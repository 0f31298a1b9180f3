mod cli;
mod error;

pub mod prelude {
    pub use super::cli::{SubmitArgs, submit_root};
    pub use super::error::ConfigError;
}
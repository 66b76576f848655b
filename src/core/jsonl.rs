//! Purpose: Parse line-delimited JSON text into an ordered record sequence.
//! Exports: `parse`.
//! Role: Strict-but-tolerant JSONL parser for local uploads.
//! Invariants: A decode failure affects only that one line; order is kept.
//! Invariants: Pure function over in-memory text; no I/O, no partial records.

use crate::core::record::{decode_record, Record};

/// Split on newline boundaries, trim each line, decode each non-empty line
/// as one independent record, and silently drop lines that fail to decode.
pub fn parse(text: &str) -> Vec<Record> {
    let mut records = Vec::new();
    let mut skipped = 0usize;
    for (line_no, raw_line) in text.lines().enumerate() {
        let line = raw_line.trim();
        if line.is_empty() {
            continue;
        }
        match decode_record(line) {
            Ok(record) => records.push(record),
            Err(err) => {
                skipped += 1;
                tracing::trace!(line = line_no + 1, %err, "skipping undecodable jsonl line");
            }
        }
    }
    if skipped > 0 {
        tracing::debug!(kept = records.len(), skipped, "jsonl parse dropped malformed lines");
    }
    records
}

#[cfg(test)]
mod tests {
    use super::parse;
    use serde_json::json;

    #[test]
    fn one_malformed_line_among_three_is_skipped_in_order() {
        let input = "{\"a\":1}\nnot-json\n{\"b\":2}\n";
        let records = parse(input);
        assert_eq!(records.len(), 2);
        assert_eq!(records[0]["a"], json!(1));
        assert_eq!(records[1]["b"], json!(2));
    }

    #[test]
    fn blank_and_whitespace_lines_are_ignored() {
        let input = "\n   \n{\"x\":true}\n\t\n";
        let records = parse(input);
        assert_eq!(records.len(), 1);
        assert_eq!(records[0]["x"], json!(true));
    }

    #[test]
    fn surrounding_whitespace_is_trimmed_before_decode() {
        let input = "  {\"k\":\"v\"}  \r\n";
        let records = parse(input);
        assert_eq!(records.len(), 1);
        assert_eq!(records[0]["k"], json!("v"));
    }

    #[test]
    fn non_object_lines_count_as_decode_failures() {
        let input = "5\n[1,2]\n\"str\"\n{\"ok\":1}\n";
        let records = parse(input);
        assert_eq!(records.len(), 1);
        assert_eq!(records[0]["ok"], json!(1));
    }

    #[test]
    fn empty_input_yields_empty_dataset() {
        assert!(parse("").is_empty());
    }

    #[test]
    fn nested_values_pass_through_unvalidated() {
        let input = r#"{"messages":[{"role":"user","content":"hi"}],"meta":{"n":3}}"#;
        let records = parse(input);
        assert_eq!(records.len(), 1);
        assert_eq!(records[0]["messages"][0]["role"], json!("user"));
        assert_eq!(records[0]["meta"]["n"], json!(3));
    }
}
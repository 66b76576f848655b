//! Purpose: Unify local, streaming, and absent datasets behind random access.
//! Exports: `RecordStore`, `Lookup`.
//! Role: Cursor owner; all navigation is clamped here, never surfaced as errors.
//! Invariants: `0 <= cursor < total` whenever `total > 0`; cursor stays 0 otherwise.
//! Invariants: Out-of-range navigation is a no-op and never triggers a fetch.

use crate::core::cache::PagedCache;
use crate::core::error::{Error, ErrorKind};
use crate::core::record::Record;

/// Outcome of resolving one index. `NoData` (nothing loaded yet) is distinct
/// from `Unavailable` (a specific record failed to resolve).
#[derive(Debug)]
pub enum Lookup {
    Ready(Record),
    Unavailable { index: usize, error: Error },
    NoData,
}

enum Backing {
    Empty,
    Local(Vec<Record>),
    Streaming(PagedCache),
}

pub struct RecordStore {
    backing: Backing,
    cursor: usize,
}

impl RecordStore {
    pub fn empty() -> Self {
        Self {
            backing: Backing::Empty,
            cursor: 0,
        }
    }

    /// Wrap a fully materialized dataset; `get` is synchronous and succeeds
    /// for every valid index.
    pub fn local(records: Vec<Record>) -> Self {
        Self {
            backing: Backing::Local(records),
            cursor: 0,
        }
    }

    /// Wrap a connected remote source; `get` may block on a window fetch.
    pub fn streaming(cache: PagedCache) -> Self {
        Self {
            backing: Backing::Streaming(cache),
            cursor: 0,
        }
    }

    pub fn total(&self) -> usize {
        match &self.backing {
            Backing::Empty => 0,
            Backing::Local(records) => records.len(),
            Backing::Streaming(cache) => cache.total(),
        }
    }

    pub fn current_index(&self) -> usize {
        self.cursor
    }

    /// Advance the cursor. Returns whether it moved.
    pub fn next(&mut self) -> bool {
        if self.cursor + 1 < self.total() {
            self.cursor += 1;
            true
        } else {
            false
        }
    }

    /// Step the cursor back. Returns whether it moved.
    pub fn previous(&mut self) -> bool {
        if self.cursor > 0 && self.total() > 0 {
            self.cursor -= 1;
            true
        } else {
            false
        }
    }

    /// Reposition the cursor. Out-of-range requests leave it unchanged.
    pub fn jump_to(&mut self, index: usize) -> bool {
        if index < self.total() {
            self.cursor = index;
            true
        } else {
            false
        }
    }

    /// Resolve the record at `index`. In streaming mode a success also warms
    /// the next index so sequential paging stays ahead of the user.
    pub fn get(&self, index: usize) -> Lookup {
        match &self.backing {
            Backing::Empty => Lookup::NoData,
            Backing::Local(records) => match records.get(index) {
                Some(record) => Lookup::Ready(record.clone()),
                None => Lookup::Unavailable {
                    index,
                    error: Error::new(ErrorKind::Usage)
                        .with_message("index is past the loaded dataset")
                        .with_index(index),
                },
            },
            Backing::Streaming(cache) => match cache.ensure(index) {
                Ok(record) => {
                    if index + 1 < cache.total() {
                        cache.prefetch(index + 1);
                    }
                    Lookup::Ready(record)
                }
                Err(error) => Lookup::Unavailable { index, error },
            },
        }
    }

    /// Resolve the record under the cursor.
    pub fn current(&self) -> Lookup {
        if self.total() == 0 {
            return Lookup::NoData;
        }
        self.get(self.cursor)
    }
}
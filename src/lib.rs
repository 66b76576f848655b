//! Purpose: Shared core library for record-at-a-time dataset browsing.
//! Exports: `core` (parsers, paged cache, record store, errors) and `api`
//! Exports: (public boundary: remote rows client, upload, session wiring).
//! Role: Internal library backing UI hosts; not yet a stable public SDK.
//! Invariants: Treat the crate API as internal until a dedicated release.
//! Invariants: Core modules prefer explicit inputs/outputs over hidden state.
pub mod api;
pub mod core;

-----

Task objective >> Look over the listing and return each line that holds "errors".

Result of this exercise >>
//! Role: Cursor owner; all navigation is clamped here, never surfaced as errors.
//! Exports: `core` (parsers, paged cache, record store, errors) and `api`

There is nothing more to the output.